Mike miró la hora. Las seis menos cuarto.
—¿No viene mamá? Tengo hambre.
—Llegará de un momento a otro.
Sanna suspiró de aburrimiento.
—Podemos ir a comprar una pizza —dijo Mike con una punzada de remordimientos de conciencia.
Hamburguesa y pizza en el mismo día, los dos hitos del círculo alimentario. Mike prefirió pasarlo por alto, que fuera lo que tuviera que ser. Aquél no era un día como los demás.
Se puso de pie. Tenía el cuerpo rígido.
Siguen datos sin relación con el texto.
//! Typed parsing of one `recipes.csv` row.
//!
//! Every optional column treats the literal `NA` and the empty string as
//! absent. List-valued columns hold a bracketed, comma-separated list of
//! quoted strings; that tiny grammar gets its own parser instead of any
//! string-eval shortcut.

use chrono::{DateTime, NaiveDate, Utc};
use serde::Deserialize;
use thiserror::Error;

use crate::{
    error::DomainError,
    ids::{AuthorId, RecipeId},
    nutrition::Nutrition,
};

#[derive(Debug, Error)]
pub enum RowError {
    #[error("{field} is not a valid id: {value:?}")]
    Id { field: &'static str, value: String },

    #[error("{field} is not a whole number of minutes: {value:?}")]
    Minutes { field: &'static str, value: String },

    #[error("{field} is not a number: {value:?}")]
    Number { field: &'static str, value: String },

    #[error("{field} is not a valid list: {reason}")]
    List { field: &'static str, reason: String },

    #[error(transparent)]
    Domain(#[from] DomainError),
}

/// One raw record, named exactly as the CSV headers name it.
#[derive(Debug, Deserialize)]
pub(crate) struct RecipeRow {
    #[serde(rename = "RecipeId")]
    recipe_id: String,
    #[serde(rename = "Name")]
    name: String,
    #[serde(rename = "AuthorId")]
    author_id: String,
    #[serde(rename = "AuthorName")]
    author_name: String,
    #[serde(rename = "CookTime")]
    cook_time: String,
    #[serde(rename = "PrepTime")]
    prep_time: String,
    #[serde(rename = "DatePublished")]
    date_published: String,
    #[serde(rename = "Description")]
    description: String,
    #[serde(rename = "Images")]
    images: String,
    #[serde(rename = "RecipeCategory")]
    category: String,
    #[serde(rename = "RecipeIngredientQuantities")]
    ingredient_quantities: String,
    #[serde(rename = "RecipeIngredientParts")]
    ingredient_parts: String,
    #[serde(rename = "Calories")]
    calories: String,
    #[serde(rename = "FatContent")]
    fat: String,
    #[serde(rename = "SaturatedFatContent")]
    saturated_fat: String,
    #[serde(rename = "CholesterolContent")]
    cholesterol: String,
    #[serde(rename = "SodiumContent")]
    sodium: String,
    #[serde(rename = "CarbohydrateContent")]
    carbohydrate: String,
    #[serde(rename = "FiberContent")]
    fiber: String,
    #[serde(rename = "SugarContent")]
    sugar: String,
    #[serde(rename = "ProteinContent")]
    protein: String,
    #[serde(rename = "RecipeServings")]
    servings: String,
    #[serde(rename = "RecipeYield")]
    recipe_yield: String,
    #[serde(rename = "RecipeInstructions")]
    instructions: String,
}

/// The same record after every field-level coercion rule has run.
#[derive(Debug)]
pub(crate) struct ParsedRow {
    pub recipe_id: RecipeId,
    pub name: String,
    pub author_id: AuthorId,
    pub author_name: String,
    pub cook_time: u32,
    pub preparation_time: u32,
    pub published: Option<DateTime<Utc>>,
    pub description: String,
    pub images: Vec<String>,
    pub category: Option<String>,
    pub ingredient_quantities: Vec<String>,
    pub ingredients: Vec<String>,
    pub nutrition: Nutrition,
    pub servings: Option<String>,
    pub recipe_yield: Option<String>,
    pub instructions: Vec<String>,
}

impl RecipeRow {
    pub(crate) fn parse(self) -> Result<ParsedRow, RowError> {
        let mut nutrition = Nutrition::new();
        nutrition.set_calories(parse_nutrient("Calories", &self.calories)?)?;
        nutrition.set_fat(parse_nutrient("FatContent", &self.fat)?)?;
        nutrition.set_saturated_fat(parse_nutrient("SaturatedFatContent", &self.saturated_fat)?)?;
        nutrition.set_cholesterol(parse_nutrient("CholesterolContent", &self.cholesterol)?)?;
        nutrition.set_sodium(parse_nutrient("SodiumContent", &self.sodium)?)?;
        nutrition.set_carbohydrate(parse_nutrient("CarbohydrateContent", &self.carbohydrate)?)?;
        nutrition.set_fiber(parse_nutrient("FiberContent", &self.fiber)?)?;
        nutrition.set_sugar(parse_nutrient("SugarContent", &self.sugar)?)?;
        nutrition.set_protein(parse_nutrient("ProteinContent", &self.protein)?)?;

        Ok(ParsedRow {
            recipe_id: RecipeId::new(parse_id("RecipeId", &self.recipe_id)?),
            name: self.name,
            author_id: AuthorId::new(parse_id("AuthorId", &self.author_id)?),
            author_name: self.author_name,
            cook_time: parse_minutes("CookTime", &self.cook_time)?,
            preparation_time: parse_minutes("PrepTime", &self.prep_time)?,
            published: parse_date(&self.date_published),
            description: self.description,
            images: parse_list("Images", &self.images)?,
            category: present(&self.category).map(str::to_string),
            ingredient_quantities: parse_list(
                "RecipeIngredientQuantities",
                &self.ingredient_quantities,
            )?,
            ingredients: parse_list("RecipeIngredientParts", &self.ingredient_parts)?,
            nutrition,
            servings: present(&self.servings).map(str::to_string),
            recipe_yield: present(&self.recipe_yield).map(str::to_string),
            instructions: parse_list("RecipeInstructions", &self.instructions)?,
        })
    }
}

/// `NA` and the empty string both mean "absent".
fn present(value: &str) -> Option<&str> {
    let value = value.trim();

    if value.is_empty() || value == "NA" {
        None
    } else {
        Some(value)
    }
}

fn parse_id(field: &'static str, value: &str) -> Result<u64, RowError> {
    value.trim().parse().map_err(|_| RowError::Id {
        field,
        value: value.to_string(),
    })
}

fn parse_minutes(field: &'static str, value: &str) -> Result<u32, RowError> {
    let Some(value) = present(value) else {
        return Ok(0);
    };

    value.parse().map_err(|_| RowError::Minutes {
        field,
        value: value.to_string(),
    })
}

fn parse_nutrient(field: &'static str, value: &str) -> Result<Option<f64>, RowError> {
    let Some(value) = present(value) else {
        return Ok(None);
    };

    let parsed = value.parse().map_err(|_| RowError::Number {
        field,
        value: value.to_string(),
    })?;

    Ok(Some(parsed))
}

/// Accepts `"21st Aug 2005"`-style dates (ordinal suffix optional) and ISO
/// `2005-08-21`; anything else is treated as unknown.
pub(crate) fn parse_date(value: &str) -> Option<DateTime<Utc>> {
    let value = present(value)?;

    if let Ok(date) = NaiveDate::parse_from_str(value, "%Y-%m-%d") {
        return midnight(date);
    }

    let tokens: Vec<&str> = value.split_whitespace().collect();
    if let [day, month, year] = tokens[..] {
        let cleaned = format!("{} {month} {year}", strip_ordinal(day));
        if let Ok(date) = NaiveDate::parse_from_str(&cleaned, "%d %b %Y") {
            return midnight(date);
        }
    }

    None
}

fn midnight(date: NaiveDate) -> Option<DateTime<Utc>> {
    Some(date.and_hms_opt(0, 0, 0)?.and_utc())
}

fn strip_ordinal(day: &str) -> &str {
    let stripped = day
        .strip_suffix("st")
        .or_else(|| day.strip_suffix("nd"))
        .or_else(|| day.strip_suffix("rd"))
        .or_else(|| day.strip_suffix("th"));

    match stripped {
        Some(digits) if !digits.is_empty() && digits.chars().all(|c| c.is_ascii_digit()) => digits,
        _ => day,
    }
}

/// Parses a bracketed, comma-separated list of quoted strings.
///
/// `[...]` and `(...)` both work as brackets, elements may be single- or
/// double-quoted with backslash escapes, and a bare quoted string is a
/// one-element list.
pub(crate) fn parse_list(field: &'static str, raw: &str) -> Result<Vec<String>, RowError> {
    let Some(s) = present(raw) else {
        return Ok(Vec::new());
    };

    let list_err = |reason: String| RowError::List { field, reason };

    let chars: Vec<char> = s.chars().collect();

    let closer = match chars[0] {
        '"' | '\'' => {
            let (item, next) = quoted(&chars, 0).map_err(list_err)?;
            if chars[next..].iter().any(|c| !c.is_whitespace()) {
                return Err(list_err("trailing characters after string".to_string()));
            }
            return Ok(vec![item]);
        }
        '[' => ']',
        '(' => ')',
        other => {
            return Err(list_err(format!(
                "expected a quote or opening bracket, found {other:?}"
            )))
        }
    };

    let mut items = Vec::new();
    let mut i = skip_whitespace(&chars, 1);

    loop {
        match chars.get(i) {
            None => return Err(list_err("unterminated list".to_string())),
            Some(c) if *c == closer => {
                if chars[i + 1..].iter().any(|c| !c.is_whitespace()) {
                    return Err(list_err("trailing characters after list".to_string()));
                }
                return Ok(items);
            }
            Some(_) => {
                let (item, next) = quoted(&chars, i).map_err(list_err)?;
                items.push(item);

                i = skip_whitespace(&chars, next);
                match chars.get(i) {
                    Some(',') => i = skip_whitespace(&chars, i + 1),
                    Some(c) if *c == closer => {}
                    _ => return Err(list_err(format!("expected ',' or '{closer}'"))),
                }
            }
        }
    }
}

fn quoted(chars: &[char], start: usize) -> Result<(String, usize), String> {
    let quote = chars[start];
    if quote != '"' && quote != '\'' {
        return Err(format!("expected a quoted string, found {quote:?}"));
    }

    let mut out = String::new();
    let mut i = start + 1;

    while i < chars.len() {
        match chars[i] {
            '\\' => match chars.get(i + 1) {
                Some(escaped) => {
                    out.push(*escaped);
                    i += 2;
                }
                None => return Err("dangling escape at end of input".to_string()),
            },
            c if c == quote => return Ok((out, i + 1)),
            c => {
                out.push(c);
                i += 1;
            }
        }
    }

    Err("unterminated quoted string".to_string())
}

fn skip_whitespace(chars: &[char], mut i: usize) -> usize {
    while chars.get(i).is_some_and(|c| c.is_whitespace()) {
        i += 1;
    }

    i
}

#[cfg(test)]
mod test {
    use super::*;
    use chrono::TimeZone;

    #[test]
    fn na_and_empty_mean_absent() {
        assert_eq!(present("NA"), None);
        assert_eq!(present(""), None);
        assert_eq!(present("  "), None);
        assert_eq!(present(" 4 "), Some("4"));
    }

    #[test]
    fn minutes_default_to_zero() {
        assert_eq!(parse_minutes("CookTime", "NA").unwrap(), 0);
        assert_eq!(parse_minutes("CookTime", "").unwrap(), 0);
        assert_eq!(parse_minutes("CookTime", "25").unwrap(), 25);

        assert!(parse_minutes("CookTime", "-5").is_err());
        assert!(parse_minutes("CookTime", "soon").is_err());
    }

    #[test]
    fn parses_both_date_formats() {
        let expected = Utc.with_ymd_and_hms(2005, 8, 21, 0, 0, 0).unwrap();

        assert_eq!(parse_date("21 Aug 2005"), Some(expected));
        assert_eq!(parse_date("21st Aug 2005"), Some(expected));
        assert_eq!(parse_date("2005-08-21"), Some(expected));

        let first = Utc.with_ymd_and_hms(1999, 9, 1, 0, 0, 0).unwrap();
        assert_eq!(parse_date("1st Sep 1999"), Some(first));
    }

    #[test]
    fn unparseable_dates_are_unknown() {
        assert_eq!(parse_date("NA"), None);
        assert_eq!(parse_date(""), None);
        assert_eq!(parse_date("sometime in March"), None);
        assert_eq!(parse_date("32 Jan 2001"), None);
    }

    #[test]
    fn parses_bracketed_lists() {
        assert_eq!(
            parse_list("Images", r#"["a.jpg", "b.jpg"]"#).unwrap(),
            vec!["a.jpg", "b.jpg"]
        );
        assert_eq!(
            parse_list("Images", r"('one', 'two', 'three')").unwrap(),
            vec!["one", "two", "three"]
        );
        assert_eq!(parse_list("Images", "[]").unwrap(), Vec::<String>::new());
    }

    #[test]
    fn bare_quoted_string_is_one_element() {
        assert_eq!(
            parse_list("RecipeInstructions", r#""Mix everything.""#).unwrap(),
            vec!["Mix everything."]
        );
    }

    #[test]
    fn handles_escapes() {
        assert_eq!(
            parse_list("RecipeInstructions", r#"["Say \"when\".", 'it\'s done']"#).unwrap(),
            vec![r#"Say "when"."#, "it's done"]
        );
    }

    #[test]
    fn na_list_is_empty() {
        assert_eq!(parse_list("Images", "NA").unwrap(), Vec::<String>::new());
        assert_eq!(parse_list("Images", "").unwrap(), Vec::<String>::new());
    }

    #[test]
    fn malformed_lists_name_the_field() {
        let err = parse_list("Images", "[unquoted]").unwrap_err();
        assert!(matches!(err, RowError::List { field: "Images", .. }));

        assert!(parse_list("Images", r#"["open"#).is_err());
        assert!(parse_list("Images", r#"["a" "b"]"#).is_err());
        assert!(parse_list("Images", "just text").is_err());
    }

    fn row() -> RecipeRow {
        RecipeRow {
            recipe_id: "38".to_string(),
            name: "Low-Fat Berry Blue Frozen Dessert".to_string(),
            author_id: "1533".to_string(),
            author_name: "Dancer".to_string(),
            cook_time: "1445".to_string(),
            prep_time: "45".to_string(),
            date_published: "1999-08-09".to_string(),
            description: "Make and share this dessert.".to_string(),
            images: r#"["berries.jpg"]"#.to_string(),
            category: "Frozen Desserts".to_string(),
            ingredient_quantities: r#"["4", "1/4", "1"]"#.to_string(),
            ingredient_parts: r#"["blueberries", "sugar", "vanilla yogurt"]"#.to_string(),
            calories: "170.9".to_string(),
            fat: "2.5".to_string(),
            saturated_fat: "1.3".to_string(),
            cholesterol: "8".to_string(),
            sodium: "29.8".to_string(),
            carbohydrate: "37.1".to_string(),
            fiber: "3.6".to_string(),
            sugar: "30.2".to_string(),
            protein: "3.2".to_string(),
            servings: "4".to_string(),
            recipe_yield: "NA".to_string(),
            instructions: r#"["Toss berries with sugar.", "Freeze."]"#.to_string(),
        }
    }

    #[test]
    fn parses_a_full_row() {
        let parsed = row().parse().unwrap();

        assert_eq!(parsed.recipe_id, RecipeId::new(38));
        assert_eq!(parsed.author_id, AuthorId::new(1533));
        assert_eq!(parsed.cook_time, 1445);
        assert_eq!(parsed.preparation_time, 45);
        assert_eq!(
            parsed.published,
            Some(Utc.with_ymd_and_hms(1999, 8, 9, 0, 0, 0).unwrap())
        );
        assert_eq!(parsed.ingredients.len(), 3);
        assert_eq!(parsed.category.as_deref(), Some("Frozen Desserts"));
        assert_eq!(parsed.nutrition.calories(), Some(170.9));
        assert_eq!(parsed.servings.as_deref(), Some("4"));
        assert_eq!(parsed.recipe_yield, None);
    }

    #[test]
    fn negative_nutrient_fails_the_row() {
        let mut bad = row();
        bad.calories = "-170.9".to_string();

        let err = bad.parse().unwrap_err();
        assert!(matches!(err, RowError::Domain(_)));
    }
}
No sabía si se debía a que estaba tenso o si era por haberse pasado media hora jugando con el Lego en el suelo.
Fue a la cocina. El menú de la pizzería estaba pegado a la nevera con un imán, una última vía de escape para los días tristes en los que la fantasía y las fuerzas estaban agotadas.
—¿Jamón y queso?
—Lo de siempre.
Mike llamó para hacer el pedido.
—Si salimos ahora nos da tiempo de comprar unas golosinas.
Sanna se levantó de un salto.
—¿Y podemos alquilar una peli?
—Si vas rápido sí. La pizza fría no vale nada.
Mike lo dijo a modo de prevención. Sanna escogía las películas como si la paz mundial dependiera exclusivamente de ella. Aun así, en nueve de cada diez casos terminaba escogiendo una peli que ya había visto. El poder de la infalible anticipación.